- Try it
Lines holding the string "SurfaceConfiguration" in the listing below are to be copied.

- Records to use
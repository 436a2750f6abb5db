//! Values returned by sheet reads

use cellgrid_core::CellValue;
use std::fmt;

/// Text shown for a formula that could not be evaluated
pub const ERROR_MARKER: &str = "ERROR";

/// Evaluated result of a cell
///
/// Evaluation problems (bad syntax, non-numeric operands, reference cycles) are
/// data, not faults: they read back as [`Evaluated::Error`].
#[derive(Debug, Clone, PartialEq)]
pub enum Evaluated {
    /// The cell's content, or its formula's result
    Value(CellValue),
    /// The formula could not be evaluated
    Error,
}

impl Evaluated {
    /// Check if this is the error marker
    pub fn is_error(&self) -> bool {
        matches!(self, Evaluated::Error)
    }

    /// The value, unless this is the error marker
    pub fn value(&self) -> Option<&CellValue> {
        match self {
            Evaluated::Value(v) => Some(v),
            Evaluated::Error => None,
        }
    }

    /// Literal-style rendering, see [`CellValue::repr`]
    pub fn repr(&self) -> String {
        match self {
            Evaluated::Value(v) => v.repr(),
            Evaluated::Error => format!("'{}'", ERROR_MARKER),
        }
    }
}

impl fmt::Display for Evaluated {
    fn fmt(&self, f: &mut fmt::Formatter<'_>) -> fmt::Result {
        match self {
            Evaluated::Value(v) => write!(f, "{}", v),
            Evaluated::Error => f.write_str(ERROR_MARKER),
        }
    }
}

impl From<CellValue> for Evaluated {
    fn from(value: CellValue) -> Self {
        Evaluated::Value(value)
    }
}

#[cfg(feature = "serde")]
impl serde::Serialize for Evaluated {
    fn serialize<S: serde::Serializer>(&self, serializer: S) -> Result<S::Ok, S::Error> {
        match self {
            Evaluated::Value(v) => serde::Serialize::serialize(v, serializer),
            Evaluated::Error => serializer.serialize_str(ERROR_MARKER),
        }
    }
}

/// A cell's raw content together with its evaluated result
#[derive(Debug, Clone, PartialEq)]
#[cfg_attr(feature = "serde", derive(serde::Serialize))]
pub struct CellReading {
    /// Raw content, formulas verbatim
    pub value: CellValue,
    /// Evaluated result
    pub result: Evaluated,
}

impl fmt::Display for CellReading {
    fn fmt(&self, f: &mut fmt::Formatter<'_>) -> fmt::Result {
        write!(
            f,
            "{{'value': {}, 'result': {}}}",
            self.value.repr(),
            self.result.repr()
        )
    }
}

#[cfg(test)]
mod tests {
    use super::*;
    use pretty_assertions::assert_eq;

    #[test]
    fn test_display() {
        let reading = CellReading {
            value: CellValue::text("=B1+B2"),
            result: Evaluated::Value(CellValue::Int(3)),
        };
        assert_eq!(reading.to_string(), "{'value': '=B1+B2', 'result': 3}");

        let reading = CellReading {
            value: CellValue::text("=B1+B2"),
            result: Evaluated::Error,
        };
        assert_eq!(reading.to_string(), "{'value': '=B1+B2', 'result': 'ERROR'}");

        let reading = CellReading {
            value: CellValue::Empty,
            result: Evaluated::Value(CellValue::Empty),
        };
        assert_eq!(reading.to_string(), "{'value': None, 'result': None}");
    }

    #[test]
    fn test_accessors() {
        assert!(Evaluated::Error.is_error());
        assert_eq!(Evaluated::Error.value(), None);
        assert_eq!(Evaluated::Value(CellValue::Float(1.0)).value(), Some(&CellValue::Float(1.0)));
        assert_eq!(Evaluated::Error.to_string(), "ERROR");
        assert_eq!(Evaluated::Value(CellValue::Float(1.0)).to_string(), "1.0");
    }
}
//! Prelude module for convenient imports
//!
//! ```rust
//! use cellgrid::prelude::*;
//! ```

pub use crate::{
    CellAddress, CellReading, CellValue, Error, Evaluated, Result, Sheet, SheetOptions,
};
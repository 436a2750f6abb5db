//! Error types for cellgrid-core

use thiserror::Error;

use crate::CellValue;

/// Result type alias using [`Error`]
pub type Result<T> = std::result::Result<T, Error>;

/// Structural errors surfaced to callers of the grid
#[derive(Debug, Error, Clone, PartialEq)]
pub enum Error {
    /// Address text does not match the supported grammar
    #[error("The provided cell index '{0}' is not valid.")]
    InvalidAddress(String),

    /// Row number beyond [`MAX_ROWS`](crate::MAX_ROWS)
    #[error("Row {0} is out of bounds (max: {1})")]
    RowOutOfBounds(u64, u32),

    /// Attempt to initialize a cell that already holds content
    #[error("The cell at '{address}' already has a value ({value}). Use edit() to change existing values.")]
    AlreadySet { address: String, value: CellValue },

    /// Attempt to edit or delete a cell outside the allocated grid
    #[error("The cell at '{0}' has not been initialized yet. Use set() to initialize it.")]
    NotInitialized(String),
}

impl Error {
    /// Create an invalid address error from any address-like text
    pub fn invalid_address<S: Into<String>>(address: S) -> Self {
        Error::InvalidAddress(address.into())
    }
}
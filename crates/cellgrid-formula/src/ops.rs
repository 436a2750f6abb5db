//! Numeric operator semantics
//!
//! Integers stay integers under `+ - * % **` when both operands are integers;
//! mixing in a float widens to float. Division is always true division.

use crate::ast::{BinaryOperator, UnaryOperator};
use crate::error::{FormulaError, FormulaResult};
use cellgrid_core::CellValue;

/// Operand after type checking
#[derive(Debug, Clone, Copy, PartialEq)]
enum Num {
    Int(i64),
    Float(f64),
}

impl Num {
    fn as_f64(self) -> f64 {
        match self {
            Num::Int(n) => n as f64,
            Num::Float(n) => n,
        }
    }
}

impl From<Num> for CellValue {
    fn from(n: Num) -> Self {
        match n {
            Num::Int(i) => CellValue::Int(i),
            Num::Float(f) => CellValue::Float(f),
        }
    }
}

fn operands(op: BinaryOperator, left: &CellValue, right: &CellValue) -> FormulaResult<(Num, Num)> {
    match (numeric(left), numeric(right)) {
        (Some(l), Some(r)) => Ok((l, r)),
        _ => Err(FormulaError::Type {
            op: op.symbol(),
            operands: format!("'{}' and '{}'", left.type_name(), right.type_name()),
        }),
    }
}

fn numeric(value: &CellValue) -> Option<Num> {
    match value {
        CellValue::Int(n) => Some(Num::Int(*n)),
        CellValue::Float(n) => Some(Num::Float(*n)),
        _ => None,
    }
}

/// Apply a binary operator to two evaluated operands
pub fn apply_binary(op: BinaryOperator, left: &CellValue, right: &CellValue) -> FormulaResult<CellValue> {
    let (l, r) = operands(op, left, right)?;

    let result = match op {
        BinaryOperator::Add => int_or_float(l, r, i64::checked_add, |a, b| a + b, "+")?,
        BinaryOperator::Subtract => int_or_float(l, r, i64::checked_sub, |a, b| a - b, "-")?,
        BinaryOperator::Multiply => int_or_float(l, r, i64::checked_mul, |a, b| a * b, "*")?,
        BinaryOperator::Divide => divide(l, r)?,
        BinaryOperator::Modulo => modulo(l, r)?,
        BinaryOperator::Power => power(l, r)?,
    };

    Ok(result.into())
}

/// Apply a unary operator to an evaluated operand
pub fn apply_unary(op: UnaryOperator, operand: &CellValue) -> FormulaResult<CellValue> {
    let n = numeric(operand).ok_or_else(|| FormulaError::Type {
        op: op.symbol(),
        operands: format!("'{}'", operand.type_name()),
    })?;

    let result = match op {
        UnaryOperator::Negate => match n {
            Num::Int(i) => Num::Int(i.checked_neg().ok_or(FormulaError::Overflow("unary -"))?),
            Num::Float(f) => Num::Float(-f),
        },
    };

    Ok(result.into())
}

fn int_or_float(
    l: Num,
    r: Num,
    int_op: fn(i64, i64) -> Option<i64>,
    float_op: fn(f64, f64) -> f64,
    symbol: &'static str,
) -> FormulaResult<Num> {
    match (l, r) {
        (Num::Int(a), Num::Int(b)) => int_op(a, b)
            .map(Num::Int)
            .ok_or(FormulaError::Overflow(symbol)),
        _ => Ok(Num::Float(float_op(l.as_f64(), r.as_f64()))),
    }
}

fn divide(l: Num, r: Num) -> FormulaResult<Num> {
    let divisor = r.as_f64();
    if divisor == 0.0 {
        return Err(FormulaError::DivisionByZero);
    }
    Ok(Num::Float(l.as_f64() / divisor))
}

/// Floored modulo: the result takes the sign of the divisor
fn modulo(l: Num, r: Num) -> FormulaResult<Num> {
    match (l, r) {
        (Num::Int(_), Num::Int(0)) => Err(FormulaError::DivisionByZero),
        (Num::Int(a), Num::Int(b)) => {
            // i64::MIN % -1 overflows in Rust, but the floored result is 0
            let rem = a.checked_rem(b).unwrap_or(0);
            Ok(Num::Int(if rem != 0 && (rem < 0) != (b < 0) { rem + b } else { rem }))
        }
        _ => {
            let (a, b) = (l.as_f64(), r.as_f64());
            if b == 0.0 {
                return Err(FormulaError::DivisionByZero);
            }
            let rem = a % b;
            Ok(Num::Float(if rem != 0.0 && (rem < 0.0) != (b < 0.0) { rem + b } else { rem }))
        }
    }
}

fn power(l: Num, r: Num) -> FormulaResult<Num> {
    if let (Num::Int(base), Num::Int(exp)) = (l, r) {
        if exp >= 0 {
            return u32::try_from(exp)
                .ok()
                .and_then(|exp| base.checked_pow(exp))
                .map(Num::Int)
                .ok_or(FormulaError::Overflow("**"));
        }
    }

    let (base, exp) = (l.as_f64(), r.as_f64());
    if base == 0.0 && exp < 0.0 {
        return Err(FormulaError::DivisionByZero);
    }

    let result = base.powf(exp);
    if base.is_finite() && exp.is_finite() {
        if result.is_nan() {
            return Err(FormulaError::Domain("**"));
        }
        if result.is_infinite() {
            return Err(FormulaError::Overflow("**"));
        }
    }
    Ok(Num::Float(result))
}
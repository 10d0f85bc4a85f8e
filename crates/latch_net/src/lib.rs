//! Latch Network Layer
//!
//! Distributed authority, cell-based world partitioning, and self-organizing servers

pub mod authority;
pub mod cell;
pub mod discovery;
pub mod replication;

/// Network protocol version
pub const PROTOCOL_VERSION: u32 = 1;

/// Cell ID (spatial partition identifier)
#[derive(Debug, Copy, Clone, PartialEq, Eq, Hash)]
pub struct CellId(pub u64);

/// Server node ID
#[derive(Debug, Copy, Clone, PartialEq, Eq, Hash)]
pub struct NodeId(pub u64);
//! Latch Engine Core
//!
//! Contains the fundamental simulation systems:
//! - Entity Component System (ECS)
//! - Job scheduler
//! - Deterministic time and math
//! - Memory management

pub mod ecs;
pub mod time;
pub mod math;
pub mod memory;

// Re-export metrics from latch_metrics for convenience
#[cfg(feature = "metrics")]
pub use latch_metrics as metrics;

pub use glam;

/// Engine version
pub const VERSION: &str = env!("CARGO_PKG_VERSION");

#[cfg(test)]
mod tests {
    use super::*;

    #[test]
    fn version_is_set() {
        assert!(!VERSION.is_empty());
    }
}
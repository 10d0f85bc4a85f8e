//! Window management
//!
//! Cross-platform window creation via winit

use winit::{
    application::ApplicationHandler,
    event::WindowEvent,
    event_loop::{ActiveEventLoop, EventLoop},
    window::{Window, WindowId},
};

pub struct WindowConfig {
    pub title: String,
    pub width: u32,
    pub height: u32,
}

impl Default for WindowConfig {
    fn default() -> Self {
        Self {
            title: "Latch Engine".to_string(),
            width: 1280,
            height: 720,
        }
    }
}

/// Create window attributes from config
pub fn window_attributes(config: WindowConfig) -> winit::window::WindowAttributes {
    Window::default_attributes()
        .with_title(config.title)
        .with_inner_size(winit::dpi::LogicalSize::new(config.width, config.height))
}

/// Helper to create a window within the event loop (winit 0.30+ API)
/// 
/// Note: In winit 0.30+, windows must be created inside the `resumed` event.
/// This is a helper that provides the old-style API for simple cases.
/// For production use, implement ApplicationHandler trait directly.
pub fn create_event_loop() -> EventLoop<()> {
    EventLoop::new().expect("Failed to create event loop")
}

/// Simple application handler for basic window creation
pub struct SimpleWindowApp {
    config: WindowConfig,
    window: Option<Window>,
}

impl SimpleWindowApp {
    pub fn new(config: WindowConfig) -> Self {
        Self {
            config,
            window: None,
        }
    }

    pub fn window(&self) -> Option<&Window> {
        self.window.as_ref()
    }
}

impl ApplicationHandler for SimpleWindowApp {
    fn resumed(&mut self, event_loop: &ActiveEventLoop) {
        if self.window.is_none() {
            let attrs = window_attributes(WindowConfig {
                title: self.config.title.clone(),
                width: self.config.width,
                height: self.config.height,
            });
            self.window = Some(
                event_loop
                    .create_window(attrs)
                    .expect("Failed to create window"),
            );
        }
    }

    fn window_event(
        &mut self,
        _event_loop: &ActiveEventLoop,
        _window_id: WindowId,
        _event: WindowEvent,
    ) {
        // Will be implemented in PoC 1
    }
}
//! PoC 1: Cross-platform windowing and triangle rendering
//!
//! Success criteria:
//! - Window opens on macOS/Windows/Linux
//! - Colored triangle renders using wgpu
//! - Window closes cleanly
//!
//! Run with: cargo run --example poc1_triangle

use latch_render::window::{create_event_loop, window_attributes, WindowConfig};
use std::sync::Arc;
use winit::{
    application::ApplicationHandler,
    event::WindowEvent,
    event_loop::ActiveEventLoop,
    window::{Window, WindowId},
};

struct TriangleApp {
    window: Option<Arc<Window>>,
    renderer: Option<TriangleRenderer>,
}

impl TriangleApp {
    fn new() -> Self {
        Self {
            window: None,
            renderer: None,
        }
    }
}

impl ApplicationHandler for TriangleApp {
    fn resumed(&mut self, event_loop: &ActiveEventLoop) {
        if self.window.is_none() {
            println!("Creating window...");
            let config = WindowConfig {
                title: "PoC 1: Triangle Rendering".to_string(),
                width: 800,
                height: 600,
            };

            let window = Arc::new(
                event_loop
                    .create_window(window_attributes(config))
                    .expect("Failed to create window"),
            );

            println!("Initializing renderer...");
            let renderer = pollster::block_on(TriangleRenderer::new(Arc::clone(&window)));

            self.window = Some(window);
            self.renderer = Some(renderer);
            println!("Ready! You should see a colored triangle.");
        }
    }

    fn window_event(
        &mut self,
        event_loop: &ActiveEventLoop,
        _window_id: WindowId,
        event: WindowEvent,
    ) {
        match event {
            WindowEvent::CloseRequested => {
                println!("Close requested, shutting down...");
                event_loop.exit();
            }
            WindowEvent::RedrawRequested => {
                if let Some(renderer) = &self.renderer {
                    renderer.render();
                }
            }
            WindowEvent::Resized(new_size) => {
                if let Some(renderer) = &mut self.renderer {
                    renderer.resize(new_size.width, new_size.height);
                }
            }
            _ => {}
        }
    }

    fn about_to_wait(&mut self, _event_loop: &ActiveEventLoop) {
        if let Some(window) = &self.window {
            window.request_redraw();
        }
    }
}

/// Triangle renderer using wgpu
struct TriangleRenderer {
    surface: wgpu::Surface<'static>,
    device: wgpu::Device,
    queue: wgpu::Queue,
    config: wgpu::SurfaceConfiguration,
    render_pipeline: wgpu::RenderPipeline,
}

impl TriangleRenderer {
    async fn new(window: Arc<Window>) -> Self {
        let size = window.inner_size();

        // Create wgpu instance
        let instance = wgpu::Instance::new(wgpu::InstanceDescriptor {
            backends: wgpu::Backends::all(),
            ..Default::default()
        });

        // Create surface with Arc<Window> for 'static lifetime
        let surface = instance.create_surface(window).unwrap();

        // Request adapter
        let adapter = instance
            .request_adapter(&wgpu::RequestAdapterOptions {
                power_preference: wgpu::PowerPreference::default(),
                compatible_surface: Some(&surface),
                force_fallback_adapter: false,
            })
            .await
            .expect("Failed to find suitable GPU adapter");

        println!("GPU Adapter: {:?}", adapter.get_info());

        // Request device and queue
        let (device, queue) = adapter
            .request_device(
                &wgpu::DeviceDescriptor {
                    label: Some("Main Device"),
                    required_features: wgpu::Features::empty(),
                    required_limits: wgpu::Limits::default(),
                    memory_hints: wgpu::MemoryHints::default(),
                },
                None,
            )
            .await
            .expect("Failed to create device");

        // Configure surface
        let surface_caps = surface.get_capabilities(&adapter);
        let surface_format = surface_caps
            .formats
            .iter()
            .copied()
            .find(|f| f.is_srgb())
            .unwrap_or(surface_caps.formats[0]);

        let config = wgpu::SurfaceConfiguration {
            usage: wgpu::TextureUsages::RENDER_ATTACHMENT,
            format: surface_format,
            width: size.width,
            height: size.height,
            present_mode: surface_caps.present_modes[0],
            alpha_mode: surface_caps.alpha_modes[0],
            view_formats: vec![],
            desired_maximum_frame_latency: 2,
        };
        surface.configure(&device, &config);

        // Create shader module
        let shader = device.create_shader_module(wgpu::ShaderModuleDescriptor {
            label: Some("Triangle Shader"),
            source: wgpu::ShaderSource::Wgsl(TRIANGLE_SHADER.into()),
        });

        // Create render pipeline
        let render_pipeline_layout =
            device.create_pipeline_layout(&wgpu::PipelineLayoutDescriptor {
                label: Some("Render Pipeline Layout"),
                bind_group_layouts: &[],
                push_constant_ranges: &[],
            });

        let render_pipeline = device.create_render_pipeline(&wgpu::RenderPipelineDescriptor {
            label: Some("Render Pipeline"),
            layout: Some(&render_pipeline_layout),
            vertex: wgpu::VertexState {
                module: &shader,
                entry_point: Some("vs_main"),
                buffers: &[],
                compilation_options: Default::default(),
            },
            fragment: Some(wgpu::FragmentState {
                module: &shader,
                entry_point: Some("fs_main"),
                targets: &[Some(wgpu::ColorTargetState {
                    format: config.format,
                    blend: Some(wgpu::BlendState::REPLACE),
                    write_mask: wgpu::ColorWrites::ALL,
                })],
                compilation_options: Default::default(),
            }),
            primitive: wgpu::PrimitiveState {
                topology: wgpu::PrimitiveTopology::TriangleList,
                strip_index_format: None,
                front_face: wgpu::FrontFace::Ccw,
                cull_mode: Some(wgpu::Face::Back),
                polygon_mode: wgpu::PolygonMode::Fill,
                unclipped_depth: false,
                conservative: false,
            },
            depth_stencil: None,
            multisample: wgpu::MultisampleState {
                count: 1,
                mask: !0,
                alpha_to_coverage_enabled: false,
            },
            multiview: None,
            cache: None,
        });

        Self {
            surface,
            device,
            queue,
            config,
            render_pipeline,
        }
    }

    fn resize(&mut self, width: u32, height: u32) {
        if width > 0 && height > 0 {
            self.config.width = width;
            self.config.height = height;
            self.surface.configure(&self.device, &self.config);
        }
    }

    fn render(&self) {
        let output = match self.surface.get_current_texture() {
            Ok(texture) => texture,
            Err(e) => {
                eprintln!("Failed to get surface texture: {:?}", e);
                return;
            }
        };

        let view = output
            .texture
            .create_view(&wgpu::TextureViewDescriptor::default());

        let mut encoder = self
            .device
            .create_command_encoder(&wgpu::CommandEncoderDescriptor {
                label: Some("Render Encoder"),
            });

        {
            let mut render_pass = encoder.begin_render_pass(&wgpu::RenderPassDescriptor {
                label: Some("Render Pass"),
                color_attachments: &[Some(wgpu::RenderPassColorAttachment {
                    view: &view,
                    resolve_target: None,
                    ops: wgpu::Operations {
                        load: wgpu::LoadOp::Clear(wgpu::Color {
                            r: 0.1,
                            g: 0.2,
                            b: 0.3,
                            a: 1.0,
                        }),
                        store: wgpu::StoreOp::Store,
                    },
                })],
                depth_stencil_attachment: None,
                timestamp_writes: None,
                occlusion_query_set: None,
            });

            render_pass.set_pipeline(&self.render_pipeline);
            render_pass.draw(0..3, 0..1); // Draw 1 triangle (3 vertices)
        }

        self.queue.submit(std::iter::once(encoder.finish()));
        output.present();
    }
}

const TRIANGLE_SHADER: &str = r#"
// Vertex shader
struct VertexOutput {
    @builtin(position) clip_position: vec4<f32>,
    @location(0) color: vec3<f32>,
}

@vertex
fn vs_main(@builtin(vertex_index) in_vertex_index: u32) -> VertexOutput {
    var out: VertexOutput;
    
    // Define triangle vertices in clip space
    // Clip space ranges from -1.0 to 1.0 on each axis
    // Triangle with vertices at:
    //   - Top center (red)
    //   - Bottom left (green)  
    //   - Bottom right (blue)
    
    var pos: vec2<f32>;
    switch in_vertex_index {
        case 0u: { 
            pos = vec2<f32>(0.0, 0.5);          // Top center
            out.color = vec3<f32>(1.0, 0.0, 0.0); // Red
        }
        case 1u: { 
            pos = vec2<f32>(-0.5, -0.5);        // Bottom left
            out.color = vec3<f32>(0.0, 1.0, 0.0); // Green
        }
        default: { 
            pos = vec2<f32>(0.5, -0.5);         // Bottom right
            out.color = vec3<f32>(0.0, 0.0, 1.0); // Blue
        }
    }
    
    out.clip_position = vec4<f32>(pos, 0.0, 1.0);
    return out;
}

// Fragment shader
@fragment
fn fs_main(in: VertexOutput) -> @location(0) vec4<f32> {
    return vec4<f32>(in.color, 1.0);
}
"#;

fn main() {
    println!("PoC 1: Cross-platform Triangle Rendering");
    println!("==========================================");
    println!("Testing windowing and GPU rendering...\n");

    let event_loop = create_event_loop();
    let mut app = TriangleApp::new();

    event_loop
        .run_app(&mut app)
        .expect("Failed to run event loop");

    println!("\nPoC 1 Complete!");
}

- Output for this task
    config: wgpu::SurfaceConfiguration,
        let config = wgpu::SurfaceConfiguration {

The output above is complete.